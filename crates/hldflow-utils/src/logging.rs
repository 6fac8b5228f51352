//! Logging and observability for hldflow.
//!
//! Structured `tracing` events for run and stage lifecycle, plus subscriber
//! setup for the CLI. Libraries only emit events; installing a subscriber is
//! the binary's job.

use tracing::{Level, error, info, span, warn};
use tracing_subscriber::{
    EnvFilter,
    fmt::{self, format::FmtSpan},
    layer::SubscriberExt,
    util::SubscriberInitExt,
};

/// Initialize the tracing subscriber.
///
/// `RUST_LOG` takes precedence when set. Otherwise `hldflow*` targets log at
/// `info` (or `debug` when `verbose`) and everything else at `warn`.
///
/// # Errors
///
/// Fails if a global subscriber has already been installed.
pub fn init_tracing(verbose: bool) -> Result<(), Box<dyn std::error::Error + Send + Sync>> {
    let env_filter = EnvFilter::try_from_default_env()
        .or_else(|_| {
            if verbose {
                EnvFilter::try_new("warn,hldflow=debug,hldflow_engine=debug,hldflow_config=debug")
            } else {
                EnvFilter::try_new("warn,hldflow=info,hldflow_engine=info")
            }
        })
        .unwrap_or_else(|_| EnvFilter::new("info"));

    if verbose {
        tracing_subscriber::registry()
            .with(env_filter)
            .with(
                fmt::layer()
                    .with_writer(std::io::stderr)
                    .with_target(true)
                    .with_thread_ids(false)
                    .with_line_number(false)
                    .with_file(false)
                    .with_span_events(FmtSpan::CLOSE)
                    .compact(),
            )
            .try_init()?;
    } else {
        tracing_subscriber::registry()
            .with(env_filter)
            .with(
                fmt::layer()
                    .with_writer(std::io::stderr)
                    .with_target(false)
                    .with_thread_ids(false)
                    .with_line_number(false)
                    .with_file(false)
                    .compact(),
            )
            .try_init()?;
    }

    Ok(())
}

/// Span covering one run over one pipeline state.
pub fn run_span(identity: &str, strategy: &str) -> tracing::Span {
    span!(
        Level::INFO,
        "pipeline_run",
        identity = %identity,
        strategy = %strategy,
    )
}

pub fn log_run_start(identity: &str, strategy: &str, stage_count: usize) {
    info!(
        identity = %identity,
        strategy = %strategy,
        stage_count,
        "Starting pipeline run"
    );
}

pub fn log_run_complete(identity: &str, outcome: &str, duration_ms: u128) {
    info!(
        identity = %identity,
        outcome = %outcome,
        duration_ms = %duration_ms,
        "Pipeline run finished"
    );
}

pub fn log_stage_start(identity: &str, stage: &str) {
    info!(identity = %identity, stage = %stage, "Starting stage");
}

pub fn log_stage_complete(identity: &str, stage: &str, duration_ms: u128) {
    info!(
        identity = %identity,
        stage = %stage,
        duration_ms = %duration_ms,
        "Stage completed"
    );
}

/// Critical failures log at `error`, non-critical ones at `warn`.
pub fn log_stage_failed(identity: &str, stage: &str, error: &str, critical: bool, duration_ms: u128) {
    if critical {
        error!(
            identity = %identity,
            stage = %stage,
            error = %error,
            duration_ms = %duration_ms,
            "Critical stage failed, aborting run"
        );
    } else {
        warn!(
            identity = %identity,
            stage = %stage,
            error = %error,
            duration_ms = %duration_ms,
            "Stage failed, continuing"
        );
    }
}

pub fn log_stage_skipped(identity: &str, stage: &str, reason: &str) {
    warn!(identity = %identity, stage = %stage, reason = %reason, "Stage skipped");
}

▶ [How to complete this task]: Everything from the line with "Critical failures log" to the end of the listing, and only that, is to be set down exactly, line by line.

▶ [Solution to this problem]:
/// Critical failures log at `error`, non-critical ones at `warn`.
pub fn log_stage_failed(identity: &str, stage: &str, error: &str, critical: bool, duration_ms: u128) {
    if critical {
        error!(
            identity = %identity,
            stage = %stage,
            error = %error,
            duration_ms = %duration_ms,
            "Critical stage failed, aborting run"
        );
    } else {
        warn!(
            identity = %identity,
            stage = %stage,
            error = %error,
            duration_ms = %duration_ms,
            "Stage failed, continuing"
        );
    }
}

pub fn log_stage_skipped(identity: &str, stage: &str, reason: &str) {
    warn!(identity = %identity, stage = %stage, reason = %reason, "Stage skipped");
}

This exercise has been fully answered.